For siRNA knockdown, Brf1 siRNAs, AMPKα siRNA, and a control siRNA (mismatch RNA: mmRNA) were purchased from RiboBio. The sequences of primers and siRNAs used were as previously described [17, 18]. Transfections were performed using Lipofectamine 3000 and OPTI-MEM reagent (Life Technologies, Cat No. L3000015 and 11058021) when cells were approximately 40% confluent and transfected according to the manufacturer's instruction [37]. For Brf1-Luc promoter activity, cells were transfected with 0.5 μg of the Brf1-Luc report constructs for 48 h. Cells were starved in FBS-free RPMI 1640 for 4 h and treated with different concentrations of MNNG for another 2 h.

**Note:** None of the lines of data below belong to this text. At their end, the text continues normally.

// ABOUTME: Append-only audit log of create and recovery operations.
// ABOUTME: Records are inserted pending and finalized exactly once; terminal status never reverts.

use chrono::Utc;
use rusqlite::{Connection, params};
use runvault_core::{AgentPhase, OperationType, TransactionRecord, TransactionStatus};
use ulid::Ulid;

use crate::sqlite::{Db, StoreError, parse_timestamp, parse_ulid};

const TRANSACTION_COLUMNS: &str = "transaction_id, snapshot_id, run_id, operation_type,
    triggered_by, execution_phase, status, error_message, created_at, completed_at, metadata";

/// The audit trail. Every snapshot creation and every recovery attempt
/// leaves exactly one record here.
pub struct TransactionLog {
    db: Db,
}

impl TransactionLog {
    pub fn new(db: Db) -> Self {
        Self { db }
    }

    /// Insert an audit row. Runs against the caller's connection so the
    /// persistence service can pair it with the snapshot insert.
    pub(crate) fn insert(conn: &Connection, record: &TransactionRecord) -> Result<(), StoreError> {
        conn.execute(
            &format!(
                "INSERT INTO transactions ({TRANSACTION_COLUMNS})
                 VALUES (?1, ?2, ?3, ?4, ?5, ?6, ?7, ?8, ?9, ?10, ?11)"
            ),
            params![
                record.transaction_id.to_string(),
                record.snapshot_id.map(|id| id.to_string()),
                record.run_id,
                record.operation_type.as_str(),
                record.triggered_by,
                record.execution_phase.map(|phase| phase.as_str()),
                record.status.as_str(),
                record.error_message,
                record.created_at.to_rfc3339(),
                record.completed_at.map(|ts| ts.to_rfc3339()),
                serde_json::to_string(&record.metadata)?,
            ],
        )?;
        Ok(())
    }

    /// Insert a pending audit row outside any snapshot transaction. Used by
    /// the recovery coordinator, whose records have no snapshot to pair with.
    pub async fn log(&self, record: &TransactionRecord) -> Result<(), StoreError> {
        self.db.with_conn(|conn| Self::insert(conn, record)).await
    }

    /// Finalize a pending record by primary key. Only a pending row
    /// transitions; returns whether a row changed.
    pub async fn complete(
        &self,
        transaction_id: Ulid,
        status: TransactionStatus,
        error_message: Option<&str>,
    ) -> Result<bool, StoreError> {
        debug_assert!(status.is_terminal());
        let changed = self
            .db
            .with_conn(|conn| {
                Ok(conn.execute(
                    "UPDATE transactions
                     SET status = ?1, error_message = ?2, completed_at = ?3
                     WHERE transaction_id = ?4 AND status = 'pending'",
                    params![
                        status.as_str(),
                        error_message,
                        Utc::now().to_rfc3339(),
                        transaction_id.to_string(),
                    ],
                )?)
            })
            .await?;

        if changed == 0 {
            tracing::warn!(
                "transaction {} is already terminal or missing",
                transaction_id
            );
        }
        Ok(changed > 0)
    }

    /// Finalize a pending recovery record by the correlation id carried in
    /// its metadata. The coordinator that completes a recovery may not hold
    /// the record's primary key.
    pub async fn complete_by_recovery_id(
        &self,
        recovery_id: Ulid,
        status: TransactionStatus,
        error_message: Option<&str>,
    ) -> Result<bool, StoreError> {
        debug_assert!(status.is_terminal());
        let changed = self
            .db
            .with_conn(|conn| {
                Ok(conn.execute(
                    "UPDATE transactions
                     SET status = ?1, error_message = ?2, completed_at = ?3
                     WHERE json_extract(metadata, '$.recovery_id') = ?4
                       AND status = 'pending'",
                    params![
                        status.as_str(),
                        error_message,
                        Utc::now().to_rfc3339(),
                        recovery_id.to_string(),
                    ],
                )?)
            })
            .await?;

        if changed == 0 {
            tracing::warn!(
                "no pending transaction found for recovery {}",
                recovery_id
            );
        }
        Ok(changed > 0)
    }

    /// Fetch one record by primary key.
    pub async fn get(&self, transaction_id: Ulid) -> Result<Option<TransactionRecord>, StoreError> {
        self.db
            .with_conn(|conn| {
                let mut stmt = conn.prepare(&format!(
                    "SELECT {TRANSACTION_COLUMNS} FROM transactions WHERE transaction_id = ?1"
                ))?;

                match stmt.query_row(params![transaction_id.to_string()], read_row) {
                    Ok(raw) => Ok(Some(decode_row(raw)?)),
                    Err(rusqlite::Error::QueryReturnedNoRows) => Ok(None),
                    Err(e) => Err(StoreError::Sqlite(e)),
                }
            })
            .await
    }

    /// List records for a run, newest first, with offset/limit pagination
    /// for audit and operational tooling.
    pub async fn list(
        &self,
        run_id: &str,
        offset: usize,
        limit: usize,
    ) -> Result<Vec<TransactionRecord>, StoreError> {
        self.db
            .with_conn(|conn| {
                let mut stmt = conn.prepare(&format!(
                    "SELECT {TRANSACTION_COLUMNS} FROM transactions WHERE run_id = ?1
                     ORDER BY created_at DESC, transaction_id DESC LIMIT ?2 OFFSET ?3"
                ))?;
                let rows = stmt
                    .query_map(params![run_id, limit as i64, offset as i64], read_row)?
                    .collect::<Result<Vec<_>, _>>()?;

                rows.into_iter().map(decode_row).collect()
            })
            .await
    }
}

struct TransactionRow {
    transaction_id: String,
    snapshot_id: Option<String>,
    run_id: String,
    operation_type: String,
    triggered_by: String,
    execution_phase: Option<String>,
    status: String,
    error_message: Option<String>,
    created_at: String,
    completed_at: Option<String>,
    metadata: String,
}

fn read_row(row: &rusqlite::Row<'_>) -> rusqlite::Result<TransactionRow> {
    Ok(TransactionRow {
        transaction_id: row.get(0)?,
        snapshot_id: row.get(1)?,
        run_id: row.get(2)?,
        operation_type: row.get(3)?,
        triggered_by: row.get(4)?,
        execution_phase: row.get(5)?,
        status: row.get(6)?,
        error_message: row.get(7)?,
        created_at: row.get(8)?,
        completed_at: row.get(9)?,
        metadata: row.get(10)?,
    })
}

fn decode_row(raw: TransactionRow) -> Result<TransactionRecord, StoreError> {
    let operation_type = OperationType::parse(&raw.operation_type).ok_or_else(|| {
        StoreError::Decode(format!("unknown operation type: {}", raw.operation_type))
    })?;
    let status = TransactionStatus::parse(&raw.status)
        .ok_or_else(|| StoreError::Decode(format!("unknown transaction status: {}", raw.status)))?;
    let execution_phase = match raw.execution_phase {
        Some(phase) => Some(
            AgentPhase::parse(&phase)
                .ok_or_else(|| StoreError::Decode(format!("unknown agent phase: {}", phase)))?,
        ),
        None => None,
    };
    let snapshot_id = match raw.snapshot_id {
        Some(id) => Some(parse_ulid(&id)?),
        None => None,
    };
    let completed_at = match raw.completed_at {
        Some(ts) => Some(parse_timestamp(&ts)?),
        None => None,
    };

    Ok(TransactionRecord {
        transaction_id: parse_ulid(&raw.transaction_id)?,
        snapshot_id,
        run_id: raw.run_id,
        operation_type,
        triggered_by: raw.triggered_by,
        execution_phase,
        status,
        error_message: raw.error_message,
        created_at: parse_timestamp(&raw.created_at)?,
        completed_at,
        metadata: serde_json::from_str(&raw.metadata)?,
    })
}
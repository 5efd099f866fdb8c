//! Shared utilities for integration tests.

#![allow(dead_code)]

use std::future::Future;
use std::net::SocketAddr;
use std::path::{Path, PathBuf};
use std::sync::Arc;
use std::time::Duration;

use model_gateway::config::schema::GatewaySettings;
use model_gateway::{Gateway, RouteRegistry, Shutdown};
use tokio::io::{AsyncReadExt, AsyncWriteExt};
use tokio::net::TcpListener;

/// Two OpenAI routes pointing at `upstream`.
pub fn basic_config(upstream: &str) -> String {
    format!(
        r#"
routes:
  - name: completions-gpt4
    type: llm/v1/completions
    model:
      name: gpt-4
      provider: openai
      config:
        openai_api_key: mykey
        openai_api_base: {upstream}
  - name: embeddings-gpt4
    type: llm/v1/embeddings
    model:
      name: text-embedding-ada-002
      provider: openai
      config:
        openai_api_key: mykey
        openai_api_base: {upstream}
"#
    )
}

pub fn update_config(upstream: &str) -> String {
    format!(
        r#"
routes:
  - name: chat-gpt4
    type: llm/v1/chat
    model:
      name: gpt-4
      provider: openai
      config:
        openai_api_key: mykey
        openai_api_base: {upstream}
"#
    )
}

pub const INVALID_CONFIG: &str = r#"
routes:
  - invalid_name: invalid
    type: llm/v1/chat
    model:
      invalidkey: invalid
      invalid_provider: invalid
"#;

/// Overwrite the config file in one step.
pub fn write_config(path: &Path, contents: &str) {
    let tmp = path.with_extension("tmp");
    std::fs::write(&tmp, contents).unwrap();
    std::fs::rename(&tmp, path).unwrap();
}

/// A gateway serving on an ephemeral port.
pub struct TestGateway {
    pub addr: SocketAddr,
    pub config_path: PathBuf,
    pub registry: Arc<RouteRegistry>,
    pub shutdown: Shutdown,
    _dir: tempfile::TempDir,
}

impl TestGateway {
    pub fn url(&self, path: &str) -> String {
        format!("http://{}{}", self.addr, path)
    }

    /// Wait until the registry reaches `generation`.
    pub async fn wait_for_generation(&self, generation: u64) {
        for _ in 0..200 {
            if self.registry.generation() >= generation {
                return;
            }
            tokio::time::sleep(Duration::from_millis(10)).await;
        }
        panic!(
            "generation {generation} never published (still at {})",
            self.registry.generation()
        );
    }
}

impl Drop for TestGateway {
    fn drop(&mut self) {
        self.shutdown.trigger();
    }
}

pub fn test_settings() -> GatewaySettings {
    let mut settings = GatewaySettings::default();
    settings.reload.poll_interval_ms = 20;
    settings.timeouts.provider_secs = 1;
    settings
}

/// Write `config` to a fresh temp dir and serve it.
pub async fn start_gateway(config: &str) -> TestGateway {
    start_gateway_with(config, test_settings()).await
}

pub async fn start_gateway_with(config: &str, settings: GatewaySettings) -> TestGateway {
    let dir = tempfile::tempdir().unwrap();
    let config_path = dir.path().join("routes.yaml");
    std::fs::write(&config_path, config).unwrap();

    let gateway = Gateway::bootstrap(&config_path, settings).unwrap();
    let registry = Arc::clone(gateway.registry());

    let listener = TcpListener::bind("127.0.0.1:0").await.unwrap();
    let addr = listener.local_addr().unwrap();
    let shutdown = Shutdown::new();
    let run_shutdown = shutdown.clone();
    tokio::spawn(async move {
        let _ = gateway.run(listener, &run_shutdown).await;
    });

    TestGateway {
        addr,
        config_path,
        registry,
        shutdown,
        _dir: dir,
    }
}

/// Start a programmable mock upstream on an ephemeral port.
///
/// `f` receives the raw request text and returns status and JSON body.
pub async fn start_programmable_backend<F, Fut>(f: F) -> SocketAddr
where
    F: Fn(String) -> Fut + Send + Sync + 'static,
    Fut: Future<Output = (u16, String)> + Send + 'static,
{
    let listener = TcpListener::bind("127.0.0.1:0").await.unwrap();
    let addr = listener.local_addr().unwrap();
    let f = Arc::new(f);

    tokio::spawn(async move {
        loop {
            match listener.accept().await {
                Ok((mut socket, _)) => {
                    let f = f.clone();
                    tokio::spawn(async move {
                        let request = read_request(&mut socket).await;
                        let (status, body) = f(request).await;
                        let status_text = match status {
                            200 => "200 OK",
                            400 => "400 Bad Request",
                            429 => "429 Too Many Requests",
                            500 => "500 Internal Server Error",
                            503 => "503 Service Unavailable",
                            _ => "200 OK",
                        };

                        let response = format!(
                            "HTTP/1.1 {}\r\nContent-Type: application/json\r\nContent-Length: {}\r\nConnection: close\r\n\r\n{}",
                            status_text,
                            body.len(),
                            body
                        );
                        let _ = socket.write_all(response.as_bytes()).await;
                        let _ = socket.shutdown().await;
                    });
                }
                Err(_) => break,
            }
        }
    });

    addr
}

/// Read headers and a `Content-Length` body.
async fn read_request(socket: &mut tokio::net::TcpStream) -> String {
    let mut buf = Vec::new();
    let mut chunk = [0u8; 4096];
    loop {
        let n = match socket.read(&mut chunk).await {
            Ok(0) | Err(_) => break,
            Ok(n) => n,
        };
        buf.extend_from_slice(&chunk[..n]);

        let text = String::from_utf8_lossy(&buf);
        if let Some(header_end) = text.find("\r\n\r\n") {
            let content_length = text[..header_end]
                .lines()
                .find_map(|line| {
                    let (name, value) = line.split_once(':')?;
                    name.eq_ignore_ascii_case("content-length")
                        .then(|| value.trim().parse::<usize>().ok())
                        .flatten()
                })
                .unwrap_or(0);
            if buf.len() >= header_end + 4 + content_length {
                break;
            }
        }
    }
    String::from_utf8_lossy(&buf).into_owned()
}
//! The single published route table.
//!
//! # Responsibilities
//! - Hold exactly one current `RouteTable`
//! - Hand readers a complete snapshot without blocking
//! - Replace the snapshot atomically on publish
//!
//! # Design Decisions
//! - `ArcSwap` for the current pointer: readers never take a lock
//! - Publishers serialise on a mutex so generations strictly increase;
//!   the critical section covers only index building and the swap
//! - A registry cannot exist without a table, so "no table yet" is the
//!   startup phase before the registry is constructed

use std::sync::{Arc, Mutex, PoisonError};

use arc_swap::ArcSwap;

use crate::config::schema::GatewayConfig;
use crate::routing::table::RouteTable;

/// Generation assigned to the table built from the startup configuration.
pub const INITIAL_GENERATION: u64 = 1;

#[derive(Debug)]
pub struct RouteRegistry {
    current: ArcSwap<RouteTable>,
    publish_lock: Mutex<()>,
}

impl RouteRegistry {
    /// Create a registry whose first table is built from `config`.
    pub fn new(config: GatewayConfig) -> Self {
        Self {
            current: ArcSwap::from_pointee(RouteTable::new(config, INITIAL_GENERATION)),
            publish_lock: Mutex::new(()),
        }
    }

    /// Snapshot of the current table. Valid for as long as the caller holds it.
    pub fn current(&self) -> Arc<RouteTable> {
        self.current.load_full()
    }

    pub fn generation(&self) -> u64 {
        self.current.load().generation()
    }

    /// Replace the current table with one built from `config`.
    ///
    /// Always bumps the generation, even when the routes are identical.
    pub fn publish(&self, config: GatewayConfig) -> Arc<RouteTable> {
        let _guard = self
            .publish_lock
            .lock()
            .unwrap_or_else(PoisonError::into_inner);

        let generation = self.current.load().generation() + 1;
        let table = Arc::new(RouteTable::new(config, generation));
        self.current.store(Arc::clone(&table));

        tracing::debug!(generation, routes = table.len(), "Route table published");
        table
    }
}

Cell pellets were dissolved in Promega reporter lysis buffer. The luciferase activities of these lysates were determined by a luminometer and the Promega Luciferase Kit (Promega, Cat No. E1910). The luciferase activities of the lysates were normalized to their protein amounts as described [31, 32]. The changes in luciferase activity were compared to the luciferase activity in the absence of MNNG. Means ± SE is at least three independent experiments.